Source records
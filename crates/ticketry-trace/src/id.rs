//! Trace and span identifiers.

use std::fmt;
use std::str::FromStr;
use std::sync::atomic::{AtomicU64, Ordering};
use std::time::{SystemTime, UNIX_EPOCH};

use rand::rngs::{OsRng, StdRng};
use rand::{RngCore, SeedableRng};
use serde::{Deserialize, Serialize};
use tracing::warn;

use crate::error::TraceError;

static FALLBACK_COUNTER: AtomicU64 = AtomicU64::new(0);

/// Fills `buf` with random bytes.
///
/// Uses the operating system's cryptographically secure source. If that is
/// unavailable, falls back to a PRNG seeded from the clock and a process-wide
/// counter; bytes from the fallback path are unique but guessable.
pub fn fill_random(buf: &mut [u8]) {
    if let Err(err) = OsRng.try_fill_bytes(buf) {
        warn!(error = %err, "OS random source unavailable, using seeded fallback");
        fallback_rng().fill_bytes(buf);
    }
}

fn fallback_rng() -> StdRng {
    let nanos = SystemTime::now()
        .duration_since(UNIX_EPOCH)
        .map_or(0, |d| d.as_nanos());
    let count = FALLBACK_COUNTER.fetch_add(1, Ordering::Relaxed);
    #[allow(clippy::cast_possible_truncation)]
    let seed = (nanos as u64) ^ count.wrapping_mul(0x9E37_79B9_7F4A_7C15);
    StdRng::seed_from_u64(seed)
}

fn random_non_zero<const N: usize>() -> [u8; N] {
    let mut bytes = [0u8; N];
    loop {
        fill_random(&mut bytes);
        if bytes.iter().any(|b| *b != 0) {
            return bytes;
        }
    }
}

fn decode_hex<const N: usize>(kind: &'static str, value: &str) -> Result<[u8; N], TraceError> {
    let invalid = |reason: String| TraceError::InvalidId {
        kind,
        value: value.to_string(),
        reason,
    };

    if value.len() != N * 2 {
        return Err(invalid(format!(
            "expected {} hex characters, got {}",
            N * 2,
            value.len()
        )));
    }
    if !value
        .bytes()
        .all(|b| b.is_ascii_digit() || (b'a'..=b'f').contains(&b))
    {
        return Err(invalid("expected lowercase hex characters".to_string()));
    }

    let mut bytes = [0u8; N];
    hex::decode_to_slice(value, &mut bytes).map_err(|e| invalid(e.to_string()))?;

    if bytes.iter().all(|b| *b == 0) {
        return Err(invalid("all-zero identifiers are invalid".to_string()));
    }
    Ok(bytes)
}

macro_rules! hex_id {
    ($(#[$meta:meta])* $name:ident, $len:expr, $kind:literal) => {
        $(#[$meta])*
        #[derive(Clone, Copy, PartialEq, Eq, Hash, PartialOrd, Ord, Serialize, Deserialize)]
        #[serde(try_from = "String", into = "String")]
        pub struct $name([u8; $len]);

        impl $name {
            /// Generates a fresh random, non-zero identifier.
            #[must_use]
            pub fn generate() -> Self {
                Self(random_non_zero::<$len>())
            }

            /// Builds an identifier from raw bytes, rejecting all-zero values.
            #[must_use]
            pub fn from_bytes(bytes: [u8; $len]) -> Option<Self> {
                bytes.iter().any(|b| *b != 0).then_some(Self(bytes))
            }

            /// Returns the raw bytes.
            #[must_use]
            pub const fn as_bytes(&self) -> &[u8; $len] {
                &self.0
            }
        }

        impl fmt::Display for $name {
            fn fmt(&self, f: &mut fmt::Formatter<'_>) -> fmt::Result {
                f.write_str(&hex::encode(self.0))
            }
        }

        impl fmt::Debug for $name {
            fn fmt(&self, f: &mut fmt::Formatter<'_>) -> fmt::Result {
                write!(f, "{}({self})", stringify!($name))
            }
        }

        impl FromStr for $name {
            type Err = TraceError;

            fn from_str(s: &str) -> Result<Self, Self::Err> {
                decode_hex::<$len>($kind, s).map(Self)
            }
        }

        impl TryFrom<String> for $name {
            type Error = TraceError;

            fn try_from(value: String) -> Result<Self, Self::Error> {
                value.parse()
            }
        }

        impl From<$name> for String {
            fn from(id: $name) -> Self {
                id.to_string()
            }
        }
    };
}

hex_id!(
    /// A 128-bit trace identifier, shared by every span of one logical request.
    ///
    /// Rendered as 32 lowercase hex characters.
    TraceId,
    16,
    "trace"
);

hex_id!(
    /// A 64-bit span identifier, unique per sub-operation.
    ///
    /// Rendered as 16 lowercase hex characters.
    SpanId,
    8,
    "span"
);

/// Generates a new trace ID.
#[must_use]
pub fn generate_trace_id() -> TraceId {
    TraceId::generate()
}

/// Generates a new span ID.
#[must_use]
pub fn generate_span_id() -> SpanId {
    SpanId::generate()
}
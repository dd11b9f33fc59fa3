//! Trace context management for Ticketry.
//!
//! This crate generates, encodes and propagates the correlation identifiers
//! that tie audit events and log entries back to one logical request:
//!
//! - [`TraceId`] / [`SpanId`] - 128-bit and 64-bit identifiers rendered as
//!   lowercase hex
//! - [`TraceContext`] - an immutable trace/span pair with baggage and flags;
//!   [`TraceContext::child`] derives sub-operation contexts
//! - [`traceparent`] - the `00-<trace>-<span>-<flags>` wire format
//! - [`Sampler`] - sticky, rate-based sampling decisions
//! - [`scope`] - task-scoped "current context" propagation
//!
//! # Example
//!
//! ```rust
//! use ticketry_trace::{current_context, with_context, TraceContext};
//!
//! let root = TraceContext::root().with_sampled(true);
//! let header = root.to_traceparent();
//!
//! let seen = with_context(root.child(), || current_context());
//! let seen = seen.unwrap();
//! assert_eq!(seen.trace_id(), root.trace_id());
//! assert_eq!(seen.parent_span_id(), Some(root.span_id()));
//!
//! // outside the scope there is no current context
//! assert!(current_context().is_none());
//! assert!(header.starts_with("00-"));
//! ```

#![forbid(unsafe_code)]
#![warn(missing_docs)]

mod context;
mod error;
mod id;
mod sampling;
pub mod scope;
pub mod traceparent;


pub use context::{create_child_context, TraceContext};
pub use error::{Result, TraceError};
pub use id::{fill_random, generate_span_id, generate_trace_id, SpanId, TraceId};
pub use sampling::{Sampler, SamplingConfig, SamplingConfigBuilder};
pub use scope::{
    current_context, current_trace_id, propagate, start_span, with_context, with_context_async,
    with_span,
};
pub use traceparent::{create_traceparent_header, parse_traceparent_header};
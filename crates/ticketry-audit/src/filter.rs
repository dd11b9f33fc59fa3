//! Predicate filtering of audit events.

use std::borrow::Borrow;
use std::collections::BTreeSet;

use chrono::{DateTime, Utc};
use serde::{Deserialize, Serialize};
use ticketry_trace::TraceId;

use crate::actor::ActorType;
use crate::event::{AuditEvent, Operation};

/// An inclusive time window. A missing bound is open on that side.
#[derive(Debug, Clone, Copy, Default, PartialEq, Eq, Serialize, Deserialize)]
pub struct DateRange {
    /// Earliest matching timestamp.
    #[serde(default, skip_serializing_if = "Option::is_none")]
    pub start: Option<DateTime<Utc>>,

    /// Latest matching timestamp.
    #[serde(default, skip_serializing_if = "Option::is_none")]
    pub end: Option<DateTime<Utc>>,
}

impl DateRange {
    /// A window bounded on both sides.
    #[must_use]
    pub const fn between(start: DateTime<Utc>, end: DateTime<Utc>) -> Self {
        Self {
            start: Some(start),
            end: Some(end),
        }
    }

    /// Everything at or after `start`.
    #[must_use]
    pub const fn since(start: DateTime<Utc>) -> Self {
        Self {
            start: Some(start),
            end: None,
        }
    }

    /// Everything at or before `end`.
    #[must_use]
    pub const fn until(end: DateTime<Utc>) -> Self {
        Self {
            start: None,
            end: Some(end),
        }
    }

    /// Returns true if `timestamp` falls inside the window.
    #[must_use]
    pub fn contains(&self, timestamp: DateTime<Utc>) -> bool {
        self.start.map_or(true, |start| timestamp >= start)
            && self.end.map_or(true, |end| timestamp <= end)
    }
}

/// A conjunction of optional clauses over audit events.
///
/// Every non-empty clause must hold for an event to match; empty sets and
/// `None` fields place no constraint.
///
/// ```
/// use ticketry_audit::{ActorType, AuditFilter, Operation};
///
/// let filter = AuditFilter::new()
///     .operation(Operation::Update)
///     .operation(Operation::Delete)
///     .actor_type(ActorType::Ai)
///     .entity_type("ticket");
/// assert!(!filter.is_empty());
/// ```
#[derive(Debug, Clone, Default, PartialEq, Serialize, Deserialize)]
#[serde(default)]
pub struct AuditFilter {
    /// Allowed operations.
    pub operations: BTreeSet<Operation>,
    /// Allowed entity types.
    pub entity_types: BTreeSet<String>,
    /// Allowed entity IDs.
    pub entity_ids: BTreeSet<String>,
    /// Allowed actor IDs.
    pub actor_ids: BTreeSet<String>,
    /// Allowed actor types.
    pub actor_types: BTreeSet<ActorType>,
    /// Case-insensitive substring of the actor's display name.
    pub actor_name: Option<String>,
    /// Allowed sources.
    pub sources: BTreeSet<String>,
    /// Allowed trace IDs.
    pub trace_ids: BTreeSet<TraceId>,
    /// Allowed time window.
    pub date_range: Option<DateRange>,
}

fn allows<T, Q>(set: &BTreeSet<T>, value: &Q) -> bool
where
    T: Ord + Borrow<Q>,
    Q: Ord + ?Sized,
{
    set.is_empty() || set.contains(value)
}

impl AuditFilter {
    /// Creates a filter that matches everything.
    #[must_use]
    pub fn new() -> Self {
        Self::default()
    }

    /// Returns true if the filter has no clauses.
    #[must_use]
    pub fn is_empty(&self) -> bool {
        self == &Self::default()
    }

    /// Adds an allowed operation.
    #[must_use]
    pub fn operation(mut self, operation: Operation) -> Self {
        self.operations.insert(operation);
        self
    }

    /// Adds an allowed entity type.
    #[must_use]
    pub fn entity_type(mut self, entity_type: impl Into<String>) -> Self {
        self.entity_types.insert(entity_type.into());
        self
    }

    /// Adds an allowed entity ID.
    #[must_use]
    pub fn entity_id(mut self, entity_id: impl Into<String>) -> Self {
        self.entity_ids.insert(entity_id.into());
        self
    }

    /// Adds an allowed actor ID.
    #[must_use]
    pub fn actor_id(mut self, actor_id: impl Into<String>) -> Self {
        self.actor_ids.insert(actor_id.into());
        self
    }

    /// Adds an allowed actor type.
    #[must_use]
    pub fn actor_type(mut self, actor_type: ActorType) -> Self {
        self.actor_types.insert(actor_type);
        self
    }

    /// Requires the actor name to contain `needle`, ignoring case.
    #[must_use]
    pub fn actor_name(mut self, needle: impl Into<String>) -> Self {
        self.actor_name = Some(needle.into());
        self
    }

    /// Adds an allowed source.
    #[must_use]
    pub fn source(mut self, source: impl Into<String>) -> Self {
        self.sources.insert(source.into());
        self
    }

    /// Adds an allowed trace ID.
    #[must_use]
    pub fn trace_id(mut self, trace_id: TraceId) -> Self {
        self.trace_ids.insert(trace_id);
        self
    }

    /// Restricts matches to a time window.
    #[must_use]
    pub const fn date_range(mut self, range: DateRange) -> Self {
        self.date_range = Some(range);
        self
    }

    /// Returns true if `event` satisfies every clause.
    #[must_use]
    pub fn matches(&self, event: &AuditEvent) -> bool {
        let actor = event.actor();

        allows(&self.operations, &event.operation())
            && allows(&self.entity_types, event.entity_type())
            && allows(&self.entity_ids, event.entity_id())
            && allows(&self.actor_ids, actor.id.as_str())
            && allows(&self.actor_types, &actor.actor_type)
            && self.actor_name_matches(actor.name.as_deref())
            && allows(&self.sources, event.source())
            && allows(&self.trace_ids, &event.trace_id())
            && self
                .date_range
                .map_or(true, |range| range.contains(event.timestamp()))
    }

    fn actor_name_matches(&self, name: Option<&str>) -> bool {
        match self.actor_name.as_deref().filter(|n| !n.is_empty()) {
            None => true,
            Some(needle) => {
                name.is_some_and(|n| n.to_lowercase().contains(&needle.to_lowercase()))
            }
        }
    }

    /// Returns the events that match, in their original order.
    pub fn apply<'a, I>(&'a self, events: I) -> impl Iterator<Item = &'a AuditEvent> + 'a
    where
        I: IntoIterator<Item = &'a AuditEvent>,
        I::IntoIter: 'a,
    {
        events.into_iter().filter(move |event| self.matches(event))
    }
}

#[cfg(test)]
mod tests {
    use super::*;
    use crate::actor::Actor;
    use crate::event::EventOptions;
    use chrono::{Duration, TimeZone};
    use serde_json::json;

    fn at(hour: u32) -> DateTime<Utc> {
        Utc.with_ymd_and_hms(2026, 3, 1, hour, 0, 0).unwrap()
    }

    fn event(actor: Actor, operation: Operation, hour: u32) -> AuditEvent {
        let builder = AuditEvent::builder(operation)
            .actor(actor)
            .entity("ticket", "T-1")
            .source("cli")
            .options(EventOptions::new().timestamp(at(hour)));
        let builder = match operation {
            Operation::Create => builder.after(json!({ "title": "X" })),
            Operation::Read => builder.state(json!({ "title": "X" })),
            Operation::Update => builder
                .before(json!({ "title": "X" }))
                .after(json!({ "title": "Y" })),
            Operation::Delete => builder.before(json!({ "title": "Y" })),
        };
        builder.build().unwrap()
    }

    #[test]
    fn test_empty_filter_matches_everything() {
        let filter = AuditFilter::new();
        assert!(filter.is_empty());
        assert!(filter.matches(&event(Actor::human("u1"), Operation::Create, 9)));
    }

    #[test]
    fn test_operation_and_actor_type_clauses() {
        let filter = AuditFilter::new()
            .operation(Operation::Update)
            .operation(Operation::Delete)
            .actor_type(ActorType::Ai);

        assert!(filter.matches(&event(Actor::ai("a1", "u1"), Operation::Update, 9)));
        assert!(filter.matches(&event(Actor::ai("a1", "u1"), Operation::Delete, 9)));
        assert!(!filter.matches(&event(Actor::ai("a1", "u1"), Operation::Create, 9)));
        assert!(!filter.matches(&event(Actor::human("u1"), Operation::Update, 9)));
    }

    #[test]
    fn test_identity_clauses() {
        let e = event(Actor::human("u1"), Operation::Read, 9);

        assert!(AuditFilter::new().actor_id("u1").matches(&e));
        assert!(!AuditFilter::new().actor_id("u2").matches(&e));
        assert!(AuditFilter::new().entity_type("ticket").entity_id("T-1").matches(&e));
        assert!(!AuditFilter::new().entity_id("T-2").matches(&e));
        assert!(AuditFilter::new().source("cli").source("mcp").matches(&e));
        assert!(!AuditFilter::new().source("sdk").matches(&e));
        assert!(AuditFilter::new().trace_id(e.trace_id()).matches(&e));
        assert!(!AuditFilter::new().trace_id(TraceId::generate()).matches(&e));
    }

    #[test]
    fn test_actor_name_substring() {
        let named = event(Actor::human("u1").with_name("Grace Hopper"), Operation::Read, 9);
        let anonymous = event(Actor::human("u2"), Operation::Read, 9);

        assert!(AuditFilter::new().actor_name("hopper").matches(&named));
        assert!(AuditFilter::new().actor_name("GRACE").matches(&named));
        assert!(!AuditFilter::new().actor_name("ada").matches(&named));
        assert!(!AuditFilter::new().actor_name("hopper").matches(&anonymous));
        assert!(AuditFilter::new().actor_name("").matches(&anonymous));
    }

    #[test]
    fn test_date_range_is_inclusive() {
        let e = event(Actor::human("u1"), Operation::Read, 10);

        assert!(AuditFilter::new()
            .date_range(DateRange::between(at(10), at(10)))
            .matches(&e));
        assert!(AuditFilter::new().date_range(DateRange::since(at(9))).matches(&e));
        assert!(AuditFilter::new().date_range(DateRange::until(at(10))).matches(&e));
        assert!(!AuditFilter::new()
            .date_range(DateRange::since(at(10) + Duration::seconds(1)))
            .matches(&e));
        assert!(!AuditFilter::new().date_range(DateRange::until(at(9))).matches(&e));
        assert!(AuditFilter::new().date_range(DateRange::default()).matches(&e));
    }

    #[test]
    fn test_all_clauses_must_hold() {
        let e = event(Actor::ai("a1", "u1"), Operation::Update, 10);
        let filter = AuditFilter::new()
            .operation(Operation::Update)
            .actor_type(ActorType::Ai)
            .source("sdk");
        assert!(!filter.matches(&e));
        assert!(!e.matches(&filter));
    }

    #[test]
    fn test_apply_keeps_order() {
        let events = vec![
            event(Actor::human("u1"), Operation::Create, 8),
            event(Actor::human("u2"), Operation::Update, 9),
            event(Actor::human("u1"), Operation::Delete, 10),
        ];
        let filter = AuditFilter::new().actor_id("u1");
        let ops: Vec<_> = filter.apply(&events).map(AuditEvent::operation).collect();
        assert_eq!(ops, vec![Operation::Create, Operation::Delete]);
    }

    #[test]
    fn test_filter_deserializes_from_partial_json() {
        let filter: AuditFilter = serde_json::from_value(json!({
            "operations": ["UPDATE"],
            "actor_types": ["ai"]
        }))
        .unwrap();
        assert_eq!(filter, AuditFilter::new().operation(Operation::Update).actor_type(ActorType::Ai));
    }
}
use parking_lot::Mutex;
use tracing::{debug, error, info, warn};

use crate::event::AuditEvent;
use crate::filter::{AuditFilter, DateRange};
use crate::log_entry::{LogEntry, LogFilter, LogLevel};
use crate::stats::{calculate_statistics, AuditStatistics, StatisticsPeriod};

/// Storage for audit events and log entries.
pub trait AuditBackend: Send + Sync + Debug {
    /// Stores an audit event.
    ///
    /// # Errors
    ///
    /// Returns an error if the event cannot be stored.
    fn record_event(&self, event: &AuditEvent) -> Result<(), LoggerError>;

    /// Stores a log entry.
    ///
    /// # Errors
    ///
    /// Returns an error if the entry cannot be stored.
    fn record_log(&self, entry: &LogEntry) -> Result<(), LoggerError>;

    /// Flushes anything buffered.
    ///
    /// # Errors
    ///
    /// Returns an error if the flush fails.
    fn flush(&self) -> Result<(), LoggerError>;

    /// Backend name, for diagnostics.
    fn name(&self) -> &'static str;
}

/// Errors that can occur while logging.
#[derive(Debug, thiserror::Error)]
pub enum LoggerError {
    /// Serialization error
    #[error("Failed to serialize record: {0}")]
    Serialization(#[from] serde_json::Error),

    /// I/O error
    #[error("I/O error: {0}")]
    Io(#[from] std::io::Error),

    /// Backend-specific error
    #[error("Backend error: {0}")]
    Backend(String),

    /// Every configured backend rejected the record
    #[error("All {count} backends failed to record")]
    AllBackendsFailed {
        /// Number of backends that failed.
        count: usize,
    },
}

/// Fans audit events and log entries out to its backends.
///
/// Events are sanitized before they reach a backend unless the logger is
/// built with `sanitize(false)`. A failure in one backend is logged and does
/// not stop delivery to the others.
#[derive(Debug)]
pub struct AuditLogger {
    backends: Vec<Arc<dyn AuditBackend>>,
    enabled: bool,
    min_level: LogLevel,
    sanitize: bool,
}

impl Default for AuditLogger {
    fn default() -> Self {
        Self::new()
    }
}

● **REQUIREMENT**: The response should consist of the number of lines in the data that hold the word "until", with nothing added.

● **ANSWER AREA**: 3